Geweihte Sünder

2. Juli 2025

Sexueller Missbrauch durch Kleriker ist kein neues Phänomen. Bereits lange vor den heutigen Schlagzeilen setzte sich die christliche Kirche mit der Frage auseinander, wie zu reagieren sei, wenn Amtsträger selbst zu Tätern wurden. In Sexueller Kindesmissbrauch und Sodomie im mittelalterlichen Kirchenrecht rekonstruiert Kevin Kulp, wie das kirchliche Recht mit solchen Vergehen umging – in einer detaillierten rechtshistorischen Untersuchung, die sich von der Spätantike bis zur Reformation erstreckt.

Der Band ist der vierte Beitrag im Themenfeld Recht im ersten Jahrtausend und erscheint in der Reihe Studien zur europäischen Rechtsgeschichte (Band 345). Kulp zeichnet die Entwicklung der rechtlichen Begriffe von Missbrauch und Sodomie im kirchlichen Recht nach.

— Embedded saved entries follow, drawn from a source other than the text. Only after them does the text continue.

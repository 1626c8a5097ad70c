// Copyright (c) 2025 - Cowboy AI, Inc.
//! Logical Topology Model
//!
//! Entities that capture what the user asked for, before anything is
//! compiled or deployed.
//!
//! # Value Objects with Invariants
//!
//! - [`Cidr`] - Subnet address with prefix length
//! - [`SegmentationId`] - Provider segment (1-4094)
//! - [`PlacementPolicy`] / [`ServerGroupPolicy`] - Closed policy vocabularies
//!
//! # Entities
//!
//! - [`Context`] - Owns the networks, servers and groups of one stack
//! - [`Network`] / [`Router`] - Tenant or provider network, optional router
//! - [`Server`] - One or more compute instances
//! - [`PlacementGroup`] / [`ServerGroup`] - Named placement constraints
//!
//! # Build Session
//!
//! [`TopologyRegistry`] replaces process-wide lookup tables: every context
//! built through one registry shares its name indexes, and nothing leaks
//! between registries.

pub mod context;
pub mod network;
pub mod object;
pub mod policy;
pub mod registry;
pub mod server;

pub use context::Context;
pub use network::{Cidr, Network, Router, SegmentationId};
pub use object::{ObjectMeta, TopologyObject};
pub use policy::{Group, GroupPolicy, PlacementGroup, PlacementPolicy, ServerGroup, ServerGroupPolicy};
pub use registry::{ServerInfo, TopologyRegistry};
pub use server::{FloatingIp, Interface, PortRef, Server, ServerDefaults};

Dabei geht es ihm nicht nur um die Normen selbst, sondern auch um das sich wandelnde theologische und institutionelle Selbstverständnis der Kirche.

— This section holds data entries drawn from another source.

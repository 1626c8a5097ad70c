// Copyright (c) 2025 - Cowboy AI, Inc.

//! Orchestration service backend over its REST API
//!
//! Enabled with the `heat` feature.
//!
//! ```text
//! submit     = POST   {endpoint}/stacks
//! get_status = GET    {endpoint}/stacks/{name}/{id}
//! delete     = DELETE {endpoint}/stacks/{name}/{id}
//! ```
//!
//! # Example
//!
//! ```rust,no_run
//! use stack_topology::stack::{HeatBackend, HeatConfig, StackManager};
//!
//! #[tokio::main]
//! async fn main() -> Result<(), Box<dyn std::error::Error>> {
//!     let config = HeatConfig {
//!         endpoint: "http://controller:8004/v1/tenant-id".to_string(),
//!         auth_token: "token".to_string(),
//!         timeout_secs: 30,
//!     };
//!     let manager = StackManager::new(HeatBackend::new(config)?);
//!     Ok(())
//! }
//! ```

use std::collections::BTreeMap;
use std::time::Duration;

use async_trait::async_trait;
use reqwest::{Client, StatusCode};
use serde::{Deserialize, Serialize};
use serde_json::json;
use tracing::{debug, info};

use crate::errors::{StackError, StackResult};
use crate::graph::ResourceGraph;

use super::backend::{BackendStatus, OrchestrationBackend, StackHandle, StackOutput};

/// Connection settings for the orchestration service
#[derive(Debug, Clone, Serialize, Deserialize)]
pub struct HeatConfig {
    /// Service endpoint including the project, e.g. `http://host:8004/v1/<project>`
    pub endpoint: String,

    /// Keystone token sent as `X-Auth-Token`
    pub auth_token: String,

    /// Request timeout in seconds
    #[serde(default = "default_timeout")]
    pub timeout_secs: u64,
}

fn default_timeout() -> u64 {
    30
}

#[derive(Debug, Deserialize)]
struct CreatedStack {
    stack: StackRef,
}

#[derive(Debug, Deserialize)]
struct StackRef {
    id: String,
}

#[derive(Debug, Deserialize)]
struct StackEnvelope {
    stack: StackBody,
}

#[derive(Debug, Deserialize)]
struct StackBody {
    stack_status: String,
    #[serde(default)]
    stack_status_reason: Option<String>,
    #[serde(default)]
    outputs: Vec<StackOutput>,
}

/// Backend talking to a real orchestration service
pub struct HeatBackend {
    config: HeatConfig,
    client: Client,
}

impl HeatBackend {
    pub fn new(config: HeatConfig) -> StackResult<Self> {
        info!("Using orchestration service at {}", config.endpoint);

        let client = Client::builder()
            .timeout(Duration::from_secs(config.timeout_secs))
            .default_headers({
                let mut headers = reqwest::header::HeaderMap::new();
                headers.insert(
                    "X-Auth-Token",
                    config
                        .auth_token
                        .parse()
                        .map_err(|e| StackError::Backend(format!("Invalid auth token: {}", e)))?,
                );
                headers.insert(
                    "Content-Type",
                    "application/json"
                        .parse()
                        .map_err(|e| StackError::Backend(format!("Invalid header: {}", e)))?,
                );
                headers
            })
            .build()
            .map_err(|e| StackError::Backend(format!("Failed to create HTTP client: {}", e)))?;

        Ok(Self { config, client })
    }

    fn stack_url(&self, handle: &StackHandle) -> String {
        format!(
            "{}/stacks/{}/{}",
            self.config.endpoint.trim_end_matches('/'),
            handle.name,
            handle.id
        )
    }

    async fn fetch(&self, handle: &StackHandle) -> StackResult<Option<StackBody>> {
        let url = self.stack_url(handle);
        let response = self
            .client
            .get(&url)
            .send()
            .await
            .map_err(|e| StackError::Backend(format!("Failed to query stack: {}", e)))?;

        match response.status() {
            StatusCode::NOT_FOUND => Ok(None),
            status if status.is_success() => {
                let envelope: StackEnvelope = response
                    .json()
                    .await
                    .map_err(|e| StackError::Backend(format!("Invalid stack response: {}", e)))?;
                Ok(Some(envelope.stack))
            }
            status => Err(StackError::Backend(format!(
                "Stack query returned {}: {}",
                status,
                response.text().await.unwrap_or_default()
            ))),
        }
    }
}

#[async_trait]
impl OrchestrationBackend for HeatBackend {
    async fn submit(
        &self,
        name: &str,
        graph: &ResourceGraph,
        parameters: &BTreeMap<String, String>,
    ) -> StackResult<StackHandle> {
        let url = format!("{}/stacks", self.config.endpoint.trim_end_matches('/'));
        let body = json!({
            "stack_name": name,
            "template": graph.to_template(),
            "parameters": parameters,
            "disable_rollback": true,
        });

        let response = self
            .client
            .post(&url)
            .json(&body)
            .send()
            .await
            .map_err(|e| StackError::Backend(format!("Failed to submit stack: {}", e)))?;

        if response.status() == StatusCode::CREATED || response.status() == StatusCode::OK {
            let created: CreatedStack = response
                .json()
                .await
                .map_err(|e| StackError::Backend(format!("Invalid create response: {}", e)))?;
            debug!(stack = %name, id = %created.stack.id, "Stack accepted");
            Ok(StackHandle {
                id: created.stack.id,
                name: name.to_string(),
            })
        } else {
            let status = response.status();
            let body = response.text().await.unwrap_or_default();
            Err(StackError::Backend(format!(
                "Stack submit returned {}: {}",
                status, body
            )))
        }
    }

    async fn get_status(&self, handle: &StackHandle) -> StackResult<BackendStatus> {
        Ok(match self.fetch(handle).await? {
            Some(stack) => BackendStatus {
                status: stack.stack_status,
                reason: stack.stack_status_reason,
            },
            // a deleted stack eventually disappears from the API
            None => BackendStatus::new("DELETE_COMPLETE"),
        })
    }

    async fn get_outputs(&self, handle: &StackHandle) -> StackResult<Vec<StackOutput>> {
        self.fetch(handle)
            .await?
            .map(|stack| stack.outputs)
            .ok_or_else(|| StackError::Backend(format!("stack '{}' not found", handle.name)))
    }

    async fn delete(&self, handle: &StackHandle) -> StackResult<bool> {
        let response = self
            .client
            .delete(self.stack_url(handle))
            .send()
            .await
            .map_err(|e| StackError::Backend(format!("Failed to delete stack: {}", e)))?;

        let status = response.status();
        debug!(stack = %handle.name, %status, "Delete requested");
        Ok(status == StatusCode::NO_CONTENT || status == StatusCode::NOT_FOUND || status.is_success())
    }

    fn name(&self) -> &str {
        "heat"
    }
}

Das Buch offenbart eine lange und widersprüchliche Tradition: Die Versuche, Missbrauch zu definieren, zu verurteilen oder zu verschweigen, waren nie statisch, sondern wandelten sich mit dem kirchlichen Verständnis von Sünde, Macht und Disziplin. Indem Kulp diese Entwicklungen kartiert, liefert seine Arbeit eine historische Tiefenschärfe für ein nach wie vor aktuelles Thema. Er argumentiert, dass die Auseinandersetzung mit diesen Rechtstraditionen, die bis heute kirchliches Handeln prägen, dazu beitragen kann, die gegenwärtigen Debatten um Verantwortung und das Verhältnis von kirchlichem und staatlichem Recht klarer zu erfassen.